While we were waiting in the street for the ambulance, the neurologist asked every ambulance that arrived, is this my stroke code? This mindset is what we fight for. It was so rewarding to see.
The stroke team at this hospital does more with less. Despite limited resources, they implement an almost perfect pathway. They treat at CT, do point-of-care testing and they’re always prenotified by the ambulance or referring hospital. The patient is preadmitted and the nurses in triage also know the code is coming. Once they open their new ER, the patient will go directly to CT.
The doctors in Alicante made me feel part of the team. They didn’t leave me standing in the back, they asked questions and involved me in the conversation. Afterwards one of the neurologists said, I have only ever worked in Alicante, I do not have a vision of different hospitals like you do. Tell us how do you see us, give us feedback, how can we improve? It made me feel valuable.
My relationship with the team has changed completely.

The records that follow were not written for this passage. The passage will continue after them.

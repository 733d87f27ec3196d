//! Case-insensitive match ranges for the textbook reader.
//!
//! Offsets are in characters, not bytes, so a client can slice the page text
//! it already holds without re-encoding.

use serde::Serialize;

#[derive(Debug, Clone, Copy, PartialEq, Eq, Serialize)]
pub(crate) struct Highlight {
    pub(crate) start: usize,
    pub(crate) end: usize,
}

fn fold(c: char) -> char {
    c.to_lowercase().next().unwrap_or(c)
}

/// Non-overlapping, left-to-right matches of `query` in `text`. A blank query
/// matches nothing.
pub(crate) fn find_matches(text: &str, query: &str) -> Vec<Highlight> {
    let needle: Vec<char> = query.trim().chars().map(fold).collect();
    if needle.is_empty() {
        return Vec::new();
    }

    let haystack: Vec<char> = text.chars().map(fold).collect();
    let mut matches = Vec::new();
    let mut position = 0;

    while position + needle.len() <= haystack.len() {
        if haystack[position..position + needle.len()] == needle[..] {
            matches.push(Highlight { start: position, end: position + needle.len() });
            position += needle.len();
        } else {
            position += 1;
        }
    }

    matches
}

/// The matched text with up to `radius` characters of context on each side,
/// trimmed to whole words where possible and marked with ellipses when cut.
pub(crate) fn snippet(text: &str, highlight: Highlight, radius: usize) -> String {
    let chars: Vec<char> = text.chars().collect();
    let end = highlight.end.min(chars.len());
    let start = highlight.start.min(end);

    let mut from = start.saturating_sub(radius);
    let mut to = (end + radius).min(chars.len());

    if from > 0 {
        if let Some(space) = chars[from..start].iter().position(|c| c.is_whitespace()) {
            from += space + 1;
        }
    }
    if to < chars.len() {
        if let Some(space) = chars[end..to].iter().rposition(|c| c.is_whitespace()) {
            to = end + space;
        }
    }

    let body: String = chars[from..to].iter().collect();
    let body = body.trim();
    let prefix = if from > 0 { "..." } else { "" };
    let suffix = if to < chars.len() { "..." } else { "" };

    format!("{prefix}{body}{suffix}")
}
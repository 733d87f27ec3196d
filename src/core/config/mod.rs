mod parsing;
mod settings;
mod types;

pub(crate) use types::{CacheBackend, Settings, UpstreamService, UpstreamSettings};
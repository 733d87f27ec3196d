use sha2::{Digest, Sha256};

use crate::core::config::UpstreamService;
use crate::core::state::AppState;
use crate::schemas::user::{Role, User, UserBody};
use crate::services::upstream::{Credentials, UpstreamError};

/// The caller of one request: the bearer token it presented and the user the
/// auth service resolved it to. Built once by the guard, then passed by
/// reference into every upstream call the handler makes.
#[derive(Debug, Clone)]
pub(crate) struct Session {
    pub(crate) token: String,
    pub(crate) user: User,
    pub(crate) request_id: String,
}

impl Session {
    pub(crate) fn credentials(&self) -> Credentials<'_> {
        Credentials { token: &self.token, request_id: &self.request_id }
    }

    pub(crate) fn user_id(&self) -> &str {
        &self.user.id
    }

    pub(crate) fn role(&self) -> Role {
        self.user.role
    }
}

pub(crate) fn cache_key(token: &str) -> String {
    let digest = Sha256::digest(token.as_bytes());
    format!("session:{}", hex::encode(digest))
}

/// Resolves `token` to its user, consulting the short-lived session cache
/// first. Errors are the auth service's own; the guard decides which of them
/// mean "not signed in".
pub(crate) async fn resolve(
    state: &AppState,
    token: &str,
    request_id: &str,
) -> Result<Session, UpstreamError> {
    let key = cache_key(token);

    match state.redis().get(&key).await {
        Ok(Some(raw)) => match serde_json::from_str::<User>(&raw) {
            Ok(user) => {
                return Ok(Session {
                    token: token.to_string(),
                    user,
                    request_id: request_id.to_string(),
                });
            }
            Err(err) => tracing::warn!(error = %err, "Ignoring unreadable cached session"),
        },
        Ok(None) => {}
        Err(err) => tracing::warn!(error = %err, "Session cache lookup failed"),
    }

    let credentials = Credentials { token, request_id };
    let me: UserBody = state
        .upstream()
        .get_json(credentials, UpstreamService::Auth, "/api/auth/me", "verify session")
        .await?;
    let user = me.into_user();

    match serde_json::to_string(&user) {
        Ok(raw) => {
            let ttl = state.settings().listing().session_cache_seconds;
            if let Err(err) = state.redis().set_ex(&key, &raw, ttl).await {
                tracing::warn!(error = %err, "Failed to cache session");
            }
        }
        Err(err) => tracing::warn!(error = %err, "Failed to encode session for cache"),
    }

    Ok(Session { token: token.to_string(), user, request_id: request_id.to_string() })
}
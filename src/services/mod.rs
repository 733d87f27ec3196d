pub(crate) mod collections;
pub(crate) mod highlight;
pub(crate) mod listing;
pub(crate) mod mutations;
pub(crate) mod presence;
pub(crate) mod session;
pub(crate) mod upstream;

I feel that I can count on them, that they will do what they can to help. I’m already thinking of using them as an example for the region.
Go with the flow
So far, the hard part of my job has been dealing with people. That may still be true but this experience has empowered me.
The first time I visited this hospital last December I had been a consultant for little over a month. I thought, what can I say that they don’t already know? But I kept reading and learning, and on this occasion I discovered that I knew what to ask, I knew what to answer.
I’ve also learnt that it’s sometimes okay to just let go. As consultants we work hard to organise our entire days – when to travel, when to meet, when to sleep. Usually I am very structured, I write everything down, I struggle with improvisation. But this time I didn’t care about what I’d been planning to do that afternoon.
Spending time with doctors is important because otherwise an experience like this couldn’t happen. And when the opportunity comes, you should take it. Don’t even think about it because a chance like this may only come along once.”